TheBoxI thought at first it was just a scratch and I started a hobble back down the hall to the bathroom to wash and dress it. Then I saw how much blood covered my hand when I brought it back up from checking what I’d done. I altered course for the nearer kitchen sink and by the time I got there I had left a trail Dracula could have sniffed out from his home in Transylvania. I grabbed a towel and tied it around my leg, grabbed the phone, called my daughter for help, and went back to apply as much pressure as I could to the outside of my leg.

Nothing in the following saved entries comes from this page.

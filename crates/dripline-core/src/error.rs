//! Dripline error types.

use thiserror::Error;

/// Result alias used across all Dripline crates.
pub type Result<T> = std::result::Result<T, DriplineError>;

/// Top-level error type.
#[derive(Debug, Error)]
pub enum DriplineError {
    #[error("Config error: {0}")]
    Config(String),

    #[error("Database error: {0}")]
    Database(String),

    #[error("{kind} not found: {id}")]
    NotFound { kind: &'static str, id: String },

    #[error(transparent)]
    Transition(#[from] TransitionError),

    #[error("Validation error: {0}")]
    Validation(String),

    #[error("Rollback artifact error: {0}")]
    Artifact(String),

    #[error("Dispatch error: {0}")]
    Dispatch(String),

    #[error("Lead error: {0}")]
    Lead(String),

    #[error("IO error: {0}")]
    Io(#[from] std::io::Error),

    #[error("JSON error: {0}")]
    Json(#[from] serde_json::Error),
}

impl DriplineError {
    pub fn not_found(kind: &'static str, id: impl Into<String>) -> Self {
        Self::NotFound {
            kind,
            id: id.into(),
        }
    }

    pub fn db(msg: impl std::fmt::Display) -> Self {
        Self::Database(msg.to_string())
    }

    /// Recoverable errors are reported back to the caller with no state change.
    pub fn is_recoverable(&self) -> bool {
        matches!(self, Self::Transition(_) | Self::Validation(_))
    }
}

/// Invalid instance lifecycle transition. Never fatal: the caller surfaces
/// the message and nothing is written.
#[derive(Debug, Clone, PartialEq, Eq, Error)]
pub enum TransitionError {
    #[error("instance {id} is {status}, only paused instances can be resumed")]
    NotPaused { id: String, status: String },

    #[error("instance {id} is {status}, only active instances can be paused")]
    NotActive { id: String, status: String },

    #[error("instance {id} is already {status}")]
    AlreadyTerminal { id: String, status: String },

    #[error("sequence {id} is inactive")]
    SequenceInactive { id: String },
}
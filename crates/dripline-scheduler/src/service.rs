//! Operator-facing operations on definitions, instances, and tasks.

use std::sync::Arc;

use chrono::{DateTime, Utc};
use dripline_core::error::{DriplineError, Result, TransitionError};
use tokio::sync::Mutex;

use crate::lifecycle::PAUSE_MANUAL;
use crate::migration::canonicalize;
use crate::model::{
    Instance, InstanceStatus, PendingTask, SequenceDefinition, Step, StepDraft, TaskStatus,
    TriggerType,
};
use crate::persistence::{DripDb, SequenceStore};

/// Result of `start`.
#[derive(Debug, Clone, PartialEq)]
pub enum Started {
    Created(Instance),
    /// The lead already had an instance on this definition.
    Existing(Instance),
}

impl Started {
    pub fn instance(&self) -> &Instance {
        match self {
            Started::Created(i) | Started::Existing(i) => i,
        }
    }
}

pub struct SequenceService {
    db: Arc<Mutex<DripDb>>,
}

impl SequenceService {
    pub fn new(db: Arc<Mutex<DripDb>>) -> Self {
        Self { db }
    }

    // ─── Definitions ─────────────────────────────────────────

    pub async fn create_sequence(
        &self,
        workspace_id: &str,
        name: &str,
        trigger: TriggerType,
        drafts: &[StepDraft],
    ) -> Result<(SequenceDefinition, Vec<Step>)> {
        if name.trim().is_empty() {
            return Err(DriplineError::Validation("sequence name is empty".into()));
        }
        let def = SequenceDefinition::new(workspace_id, name, trigger);
        let steps = canonicalize(&def.id, drafts)?;

        let mut db = self.db.lock().await;
        db.transaction(|tx| {
            tx.insert_sequence(&def)?;
            for step in &steps {
                tx.insert_step(step)?;
            }
            Ok(())
        })?;
        tracing::info!(
            "🆕 Sequence '{}' ({}) created in {} with {} step(s)",
            def.name,
            def.trigger.as_str(),
            workspace_id,
            steps.len()
        );
        Ok((def, steps))
    }

    /// Rename or re-trigger a definition. Steps change through migration.
    pub async fn update_sequence(
        &self,
        id: &str,
        name: Option<&str>,
        trigger: Option<TriggerType>,
    ) -> Result<SequenceDefinition> {
        let db = self.db.lock().await;
        let mut def = require_sequence(&db, id)?;
        if let Some(name) = name {
            if name.trim().is_empty() {
                return Err(DriplineError::Validation("sequence name is empty".into()));
            }
            def.name = name.to_string();
        }
        if let Some(trigger) = trigger {
            def.trigger = trigger;
        }
        def.updated_at = Utc::now();
        db.update_sequence(&def)?;
        Ok(def)
    }

    pub async fn delete_sequence(&self, id: &str) -> Result<()> {
        let db = self.db.lock().await;
        let def = require_sequence(&db, id)?;
        let live = db.count_instances(id)?;
        if live > 0 {
            return Err(DriplineError::Validation(format!(
                "sequence '{}' still has {live} instance(s); deactivate it instead",
                def.name
            )));
        }
        db.delete_sequence(id)?;
        tracing::info!("🗑️ Sequence '{}' deleted", def.name);
        Ok(())
    }

    pub async fn set_sequence_active(&self, id: &str, active: bool) -> Result<SequenceDefinition> {
        let db = self.db.lock().await;
        let mut def = require_sequence(&db, id)?;
        if def.active != active {
            def.active = active;
            def.updated_at = Utc::now();
            db.update_sequence(&def)?;
            tracing::info!(
                "{} Sequence '{}' {}",
                if active { "▶️" } else { "⏸️" },
                def.name,
                if active { "activated" } else { "deactivated" }
            );
        }
        Ok(def)
    }

    // ─── Instances ───────────────────────────────────────────

    /// Start `sequence_id` for a lead, or return the instance it already has.
    pub async fn start(&self, lead_id: &str, sequence_id: &str, now: DateTime<Utc>) -> Result<Started> {
        let db = self.db.lock().await;
        let def = require_sequence(&db, sequence_id)?;
        start_locked(&db, &def, lead_id, now)
    }

    /// Start every active definition with `trigger` in the workspace.
    pub async fn start_for_trigger(
        &self,
        workspace_id: &str,
        lead_id: &str,
        trigger: TriggerType,
        now: DateTime<Utc>,
    ) -> Result<Vec<Started>> {
        let db = self.db.lock().await;
        let defs = db.list_sequences(Some(workspace_id))?;
        defs.iter()
            .filter(|d| d.active && d.trigger == trigger)
            .map(|def| start_locked(&db, def, lead_id, now))
            .collect()
    }

    pub async fn pause(&self, instance_id: &str, reason: Option<&str>) -> Result<Instance> {
        self.transition(instance_id, |i| i.pause(reason.unwrap_or(PAUSE_MANUAL)))
            .await
    }

    /// Pause every active instance of a lead. Returns how many were paused.
    pub async fn pause_lead(&self, lead_id: &str, reason: &str) -> Result<usize> {
        let db = self.db.lock().await;
        let mut paused = 0;
        for inst in db.list_lead_instances(lead_id)? {
            if inst.status != InstanceStatus::Active {
                continue;
            }
            let mut next = inst.clone();
            next.pause(reason)?;
            if db.swap_instance(&inst, &next)? {
                paused += 1;
            }
        }
        if paused > 0 {
            tracing::info!("⏸️ Lead {lead_id}: {paused} instance(s) paused ({reason})");
        }
        Ok(paused)
    }

    pub async fn resume(&self, instance_id: &str) -> Result<Instance> {
        self.transition(instance_id, Instance::resume).await
    }

    pub async fn cancel(&self, instance_id: &str, reason: Option<&str>) -> Result<Instance> {
        self.transition(instance_id, |i| i.cancel(reason)).await
    }

    pub async fn get_instance(&self, instance_id: &str) -> Result<Instance> {
        let db = self.db.lock().await;
        require_instance(&db, instance_id)
    }

    async fn transition<F>(&self, instance_id: &str, apply: F) -> Result<Instance>
    where
        F: FnOnce(&mut Instance) -> std::result::Result<(), TransitionError>,
    {
        let db = self.db.lock().await;
        let before = require_instance(&db, instance_id)?;
        let mut after = before.clone();
        apply(&mut after)?;
        if !db.swap_instance(&before, &after)? {
            return Err(DriplineError::Validation(format!(
                "instance {instance_id} changed while updating, retry"
            )));
        }
        tracing::info!("🔄 Instance {}: {} → {}", instance_id, before.status, after.status);
        Ok(after)
    }

    // ─── Tasks ───────────────────────────────────────────────

    /// Pending → queued; the next outbox flush sends it.
    pub async fn approve_task(&self, task_id: &str) -> Result<PendingTask> {
        self.move_task(task_id, TaskStatus::Queued).await
    }

    /// Pending → dismissed.
    pub async fn dismiss_task(&self, task_id: &str) -> Result<PendingTask> {
        self.move_task(task_id, TaskStatus::Dismissed).await
    }

    async fn move_task(&self, task_id: &str, to: TaskStatus) -> Result<PendingTask> {
        let db = self.db.lock().await;
        let task = db
            .get_task(task_id)?
            .ok_or_else(|| DriplineError::not_found("task", task_id))?;
        if !db.transition_task(task_id, TaskStatus::Pending, to)? {
            return Err(DriplineError::Validation(format!(
                "task {task_id} is {}, only pending tasks can be {}",
                task.status,
                if to == TaskStatus::Queued { "approved" } else { "dismissed" }
            )));
        }
        tracing::info!("📝 Task {task_id}: pending → {to}");
        Ok(PendingTask { status: to, ..task })
    }
}

fn require_sequence(db: &DripDb, id: &str) -> Result<SequenceDefinition> {
    db.get_sequence(id)?
        .ok_or_else(|| DriplineError::not_found("sequence", id))
}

I should mention that all this was happening about 8 weeks after I got out of the hospital for the marathon four month stay and probably hadn’t the strength to apply sufficient pressure to stop a paper cut. By the time my daughter got to the house I looked like the victim of a mugging. I was on the floor with my leg elevated on the lower rung of a kitchen stool. I was whiter than the towel that continued to get redder. I held the phone in one hand trying to dial 911 with just that hand while the other was feebly twisting said kitchen towel around my calf. Between the calling of the daughter and her arrival I decided we weren’t going to be able to staunch this flow and navigate our way to the required help ourselves and opted for professional assistance.

Not much later were in the ER, an IV running to replace my lost fluids, a clean dressing covering my first stitches not associated with surgery, and awaiting the dreaded tetanus shot, we discussed where to go for breakfast. It was after all still morning and my kitchen was busy doing its imitation of a crime scene. Not much gets between me and food.

So that’s what I thought of when my friend had seen activity in the early hours across the street and as I ran my hand over the scar on my lower leg I wondered what my neighbors might have thought on my unusually active morning.

Incidentally, if you ever want to get the front of the line at an emergency room, show up in an ambulance and bleeding.

Calling 911

We are very grateful to the many emergency service employees out there.  Without the police, fire fighters, EMTs, and other crisis responders we really would be in a crisis.  But every now and then we have to wonder how they get through a day without being mistaken for normal people just like us.

We started wondering about this a couple days ago when a news report flashed on a police cruiser dangling over a bridge guiderail like the cartoon versions we’ve seen so often waiting for a bird to land on the half of the car hovering over nothing but air.  How did they get that way?  The good news is that even though the police officers had to climb out through a window, a quick stop at a nearby emergency room confirmed nothing was hurt more than their egos.

Speaking of emergency rooms, He of We was at a stop sign ready to pull out into traffic on the main street when an ambulance, without lights but moving quickly enough that one would pause to make sure it passed by without challenge, passed by.  It wasn’t until it was all the way by that it revealed its rear doors open and swinging with every bend in the road.  It eventually rolled its way out of sight so we aren’t sure if somewhere somebody pointed out the unsecured door.  We’re certain it was empty when it started that run.  Yes, certainly certain.

Then there was the fire truck flashing its many red lights yet rolling somewhat slowly down a city side street, a helmeted head sticking out of the passenger side window of the forward cab looking for all the world like he was looking for an address.  The faint wiff of smoke rising from a car in the next block finally got someone’s attention as the engine sped up and moved to task. 

And surely someone would be along shortly to assist the tow truck on the side of the road with its hood up in the universal sign of “somebody call the wife and tell her I’m going to be late for dinner.”

We guess they all really do put their pants on one leg at a time.  Even the uniform pants.

Now, that’s what we think.  Really.  How ‘bout you?